We are also thrilled to see that even simply having started this conversation is making a difference for many. Most recently, we spoke about it at the TEDxYouth@Toronto event in 2014.

The TEDx talk was a unique opportunity to reach an audience that we hadn’t yet specifically approached: youth. By this point, we had already gone from inexperienced novices on the speaking circuit to having delivered international and national presentations, but this was special in a different way. We were sharing the stage with some of Canada’s most inspirational leaders, and we had the opportunity to share our experience and our message with a theatre full of enthusiastic high school students and a world audience via live stream.

It was amazing to feel the enthusiasm of these students for learning about concussions, and our conversations afterward showed that they were taking something away from the discussion—and hopefully spreading awareness to their networks, too.

With so many questions still unanswered, we’re also continuing to conduct research in this ever-evolving field, because new discoveries could help inform policies like our proposed legislation, enabling more people to be helped in so many ways.

When we started on this journey, we could never have guessed where it would take us or the Bill. We can’t wait to take our next step toward making a positive impact for the countless Canadians affected by concussions every day!

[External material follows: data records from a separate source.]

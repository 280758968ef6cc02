//! Scoring metrics, per-point performance records and their ordering.

use serde::{Deserialize, Serialize};
use std::cmp::Ordering;
use std::fmt;
use std::str::FromStr;

use crate::errors::GsError;
use crate::point::GridPoint;

/// Whether larger or smaller metric values are better.
#[derive(Debug, Clone, Copy, PartialEq, Eq, Serialize, Deserialize)]
pub enum ObjectiveDirection {
    Maximize,
    Minimize,
}

/// The metric used to rank evaluated points.
#[derive(Debug, Clone, Copy, PartialEq, Eq, Hash, Default, Serialize, Deserialize)]
#[serde(rename_all = "UPPERCASE")]
pub enum Metric {
    /// Correlation coefficient
    #[default]
    #[serde(rename = "CC")]
    CorrelationCoefficient,
    Rmse,
    Rrse,
    Mae,
    Rae,
    /// (1 - |CC|) + RRSE + RAE
    #[serde(rename = "COMB")]
    Combined,
    #[serde(rename = "ACC")]
    Accuracy,
    #[serde(rename = "KAP")]
    Kappa,
    #[serde(rename = "WAUC")]
    WeightedAuc,
}

impl Metric {
    pub const ALL: [Metric; 9] = [
        Metric::CorrelationCoefficient,
        Metric::Rmse,
        Metric::Rrse,
        Metric::Mae,
        Metric::Rae,
        Metric::Combined,
        Metric::Accuracy,
        Metric::WeightedAuc,
        Metric::Kappa,
    ];

    pub fn direction(self) -> ObjectiveDirection {
        match self {
            Metric::CorrelationCoefficient | Metric::Accuracy | Metric::Kappa | Metric::WeightedAuc => {
                ObjectiveDirection::Maximize
            }
            Metric::Rmse | Metric::Rrse | Metric::Mae | Metric::Rae | Metric::Combined => {
                ObjectiveDirection::Minimize
            }
        }
    }

    /// Short tag, e.g. `"RMSE"`.
    pub fn tag(self) -> &'static str {
        match self {
            Metric::CorrelationCoefficient => "CC",
            Metric::Rmse => "RMSE",
            Metric::Rrse => "RRSE",
            Metric::Mae => "MAE",
            Metric::Rae => "RAE",
            Metric::Combined => "COMB",
            Metric::Accuracy => "ACC",
            Metric::Kappa => "KAP",
            Metric::WeightedAuc => "WAUC",
        }
    }

    pub fn description(self) -> &'static str {
        match self {
            Metric::CorrelationCoefficient => "Correlation coefficient",
            Metric::Rmse => "Root mean squared error",
            Metric::Rrse => "Root relative squared error",
            Metric::Mae => "Mean absolute error",
            Metric::Rae => "Relative absolute error",
            Metric::Combined => "Combined = (1-abs(CC)) + RRSE + RAE",
            Metric::Accuracy => "Accuracy",
            Metric::Kappa => "Kappa",
            Metric::WeightedAuc => "Weighted AUC",
        }
    }
}

impl fmt::Display for Metric {
    fn fmt(&self, f: &mut fmt::Formatter<'_>) -> fmt::Result {
        f.write_str(self.tag())
    }
}

impl FromStr for Metric {
    type Err = GsError;

    fn from_str(s: &str) -> Result<Self, Self::Err> {
        Metric::ALL
            .into_iter()
            .find(|m| m.tag().eq_ignore_ascii_case(s.trim()))
            .ok_or_else(|| GsError::Config(format!("unknown metric '{s}'")))
    }
}

/// Raw metrics returned by an evaluator for one candidate.
///
/// Any metric the evaluator cannot compute stays NaN.
#[derive(Debug, Clone, Copy, PartialEq, Serialize, Deserialize)]
pub struct Scores {
    pub correlation_coefficient: f64,
    pub rmse: f64,
    pub rrse: f64,
    pub mae: f64,
    pub rae: f64,
    pub accuracy: f64,
    pub weighted_auc: f64,
    pub kappa: f64,
}

impl Default for Scores {
    fn default() -> Self {
        Self {
            correlation_coefficient: f64::NAN,
            rmse: f64::NAN,
            rrse: f64::NAN,
            mae: f64::NAN,
            rae: f64::NAN,
            accuracy: f64::NAN,
            weighted_auc: f64::NAN,
            kappa: f64::NAN,
        }
    }
}

impl Scores {
    /// Regression-style scores; classification metrics stay NaN.
    pub fn regression(cc: f64, rmse: f64, rrse: f64, mae: f64, rae: f64) -> Self {
        Self {
            correlation_coefficient: cc,
            rmse,
            rrse,
            mae,
            rae,
            ..Self::default()
        }
    }

    pub fn with_classification(mut self, accuracy: f64, weighted_auc: f64, kappa: f64) -> Self {
        self.accuracy = accuracy;
        self.weighted_auc = weighted_auc;
        self.kappa = kappa;
        self
    }

    pub fn value(&self, metric: Metric) -> f64 {
        match metric {
            Metric::CorrelationCoefficient => self.correlation_coefficient,
            Metric::Rmse => self.rmse,
            Metric::Rrse => self.rrse,
            Metric::Mae => self.mae,
            Metric::Rae => self.rae,
            Metric::Combined => (1.0 - self.correlation_coefficient.abs()) + self.rrse + self.rae,
            Metric::Accuracy => self.accuracy,
            Metric::Kappa => self.kappa,
            Metric::WeightedAuc => self.weighted_auc,
        }
    }
}

/// Performance of one evaluated grid point.
#[derive(Debug, Clone, PartialEq, Serialize, Deserialize)]
pub struct PerformanceRecord {
    pub point: GridPoint,
    pub scores: Scores,
}

impl PerformanceRecord {
    pub fn new(point: GridPoint, scores: Scores) -> Self {
        Self { point, scores }
    }

    pub fn value(&self, metric: Metric) -> f64 {
        self.scores.value(metric)
    }

    /// One-metric rendering, e.g. `Performance ([1, 2]): 0.93 (CC)`.
    pub fn describe(&self, metric: Metric) -> String {
        format!("Performance ({}): {} ({})", self.point, self.value(metric), metric)
    }
}

impl fmt::Display for PerformanceRecord {
    fn fmt(&self, f: &mut fmt::Formatter<'_>) -> fmt::Result {
        write!(f, "Performance ({}): ", self.point)?;
        for (i, metric) in Metric::ALL.iter().enumerate() {
            if i > 0 {
                write!(f, ", ")?;
            }
            write!(f, "{} ({})", self.value(*metric), metric)?;
        }
        Ok(())
    }
}

/// Total order over records for one metric: "better" compares greater.
///
/// NaN scores rank below every number. Equal scores fall back to the X and
/// then the Y coordinate; for lower-is-better metrics the whole comparison,
/// tie-break included, is inverted.
#[derive(Debug, Clone, Copy, PartialEq, Eq)]
pub struct PerformanceComparator {
    metric: Metric,
}

impl PerformanceComparator {
    pub fn new(metric: Metric) -> Self {
        Self { metric }
    }

    pub fn metric(&self) -> Metric {
        self.metric
    }

    pub fn compare(&self, a: &PerformanceRecord, b: &PerformanceRecord) -> Ordering {
        let (va, vb) = (a.value(self.metric), b.value(self.metric));

        match (va.is_nan(), vb.is_nan()) {
            (true, false) => return Ordering::Less,
            (false, true) => return Ordering::Greater,
            _ => {}
        }

        let natural = va
            .partial_cmp(&vb)
            .unwrap_or(Ordering::Equal)
            .then_with(|| a.point.x.total_cmp(&b.point.x))
            .then_with(|| a.point.y.total_cmp(&b.point.y));

        match self.metric.direction() {
            ObjectiveDirection::Maximize => natural,
            ObjectiveDirection::Minimize => natural.reverse(),
        }
    }

    /// Sort ascending, so the best record ends up last.
    pub fn sort(&self, records: &mut [PerformanceRecord]) {
        records.sort_by(|a, b| self.compare(a, b));
    }

    /// The best record, if any.
    pub fn best<'a>(&self, records: &'a [PerformanceRecord]) -> Option<&'a PerformanceRecord> {
        records.iter().max_by(|a, b| self.compare(a, b))
    }
}

/// True when every record scores the same under `metric` (NaN counts as equal to NaN).
pub fn is_uniform(records: &[PerformanceRecord], metric: Metric) -> bool {
    let mut values = records.iter().map(|r| r.value(metric));
    let Some(first) = values.next() else {
        return true;
    };
    values.all(|v| v == first || (v.is_nan() && first.is_nan()))
}

#[cfg(test)]
mod tests {
    use super::*;

    fn cc_record(x: f64, y: f64, cc: f64) -> PerformanceRecord {
        PerformanceRecord::new(
            GridPoint::new(x, y),
            Scores::regression(cc, f64::NAN, f64::NAN, f64::NAN, f64::NAN),
        )
    }

    fn rmse_record(x: f64, y: f64, rmse: f64) -> PerformanceRecord {
        PerformanceRecord::new(
            GridPoint::new(x, y),
            Scores::regression(f64::NAN, rmse, f64::NAN, f64::NAN, f64::NAN),
        )
    }

    #[test]
    fn correlation_ranks_highest_last() {
        let mut records = vec![
            cc_record(0.0, 0.0, 0.1),
            cc_record(1.0, 0.0, 0.9),
            cc_record(2.0, 0.0, 0.5),
        ];
        let cmp = PerformanceComparator::new(Metric::CorrelationCoefficient);
        cmp.sort(&mut records);
        assert_eq!(records.last().unwrap().value(Metric::CorrelationCoefficient), 0.9);
        assert_eq!(records[0].value(Metric::CorrelationCoefficient), 0.1);
        assert_eq!(cmp.best(&records).unwrap().point, GridPoint::new(1.0, 0.0));
    }

    #[test]
    fn rmse_ranks_lowest_last() {
        let mut records = vec![
            rmse_record(0.0, 0.0, 0.2),
            rmse_record(1.0, 0.0, 0.05),
            rmse_record(2.0, 0.0, 0.3),
        ];
        let cmp = PerformanceComparator::new(Metric::Rmse);
        cmp.sort(&mut records);
        assert_eq!(records.last().unwrap().value(Metric::Rmse), 0.05);
        assert_eq!(records[0].value(Metric::Rmse), 0.3);
    }

    #[test]
    fn ties_are_broken_by_coordinates() {
        let a = cc_record(1.0, 5.0, 0.5);
        let b = cc_record(2.0, 0.0, 0.5);
        let c = cc_record(2.0, 1.0, 0.5);
        let cmp = PerformanceComparator::new(Metric::CorrelationCoefficient);
        assert_eq!(cmp.compare(&a, &b), Ordering::Less);
        assert_eq!(cmp.compare(&b, &c), Ordering::Less);
        assert_eq!(cmp.compare(&c, &c), Ordering::Equal);

        let mut forward = vec![a.clone(), b.clone(), c.clone()];
        let mut backward = vec![c, b, a];
        cmp.sort(&mut forward);
        cmp.sort(&mut backward);
        assert_eq!(forward, backward);
    }

    #[test]
    fn nan_scores_never_win() {
        let cmp = PerformanceComparator::new(Metric::Rmse);
        let nan = rmse_record(0.0, 0.0, f64::NAN);
        let bad = rmse_record(1.0, 0.0, 100.0);
        assert_eq!(cmp.compare(&nan, &bad), Ordering::Less);
        assert_eq!(cmp.best(&[nan, bad.clone()]).unwrap(), &bad);
    }

    #[test]
    fn combined_metric_is_derived() {
        let scores = Scores::regression(-0.8, 1.0, 0.5, 1.0, 0.25);
        let combined = scores.value(Metric::Combined);
        assert!((combined - (0.2 + 0.5 + 0.25)).abs() < 1e-12);
        assert_eq!(Metric::Combined.direction(), ObjectiveDirection::Minimize);
        assert!(scores.value(Metric::Accuracy).is_nan());
    }

    #[test]
    fn uniform_detection() {
        let same = vec![cc_record(0.0, 0.0, 0.5), cc_record(1.0, 0.0, 0.5)];
        assert!(is_uniform(&same, Metric::CorrelationCoefficient));
        let differ = vec![cc_record(0.0, 0.0, 0.5), cc_record(1.0, 0.0, 0.6)];
        assert!(!is_uniform(&differ, Metric::CorrelationCoefficient));
        assert!(is_uniform(&differ, Metric::Rmse));
    }

    #[test]
    fn metric_tags_parse_and_serialize() {
        assert_eq!("rmse".parse::<Metric>().unwrap(), Metric::Rmse);
        assert_eq!("KAP".parse::<Metric>().unwrap(), Metric::Kappa);
        assert!("F1".parse::<Metric>().is_err());
        assert_eq!(serde_json::to_string(&Metric::WeightedAuc).unwrap(), "\"WAUC\"");
        assert_eq!(serde_json::from_str::<Metric>("\"RRSE\"").unwrap(), Metric::Rrse);
        assert_eq!(serde_json::to_string(&Metric::CorrelationCoefficient).unwrap(), "\"CC\"");
    }

    #[test]
    fn record_rendering_lists_every_metric() {
        let record = cc_record(1.0, 2.0, 0.75);
        assert_eq!(
            record.describe(Metric::CorrelationCoefficient),
            "Performance ([1, 2]): 0.75 (CC)"
        );
        let full = record.to_string();
        for metric in Metric::ALL {
            assert!(full.contains(&format!("({metric})")));
        }
    }
}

Sandhya and Swapna Mylabathula ’11 completed double majors at Trinity College in Human Biology and Nutritional Sciences and are currently pursuing additional degrees at U of T. Inspired by sport medicine courses and their favourite sport, hockey, to learn more about concussions, they developed a Private Member’s Bill to create a Comprehensive Strategy to Address Concussions in Canada. They have been recognized as two of the 50 most influential Torontonians by Grid TO magazine and have received the Dr. Jane Gillett Research Award. Sandhya and Swapna continue to conduct research in the field, and to speak publicly about concussions, leadership and community engagement. They are excited to be in the process of moving their Bill forward with the new government, and will have more details once Parliament reconvenes.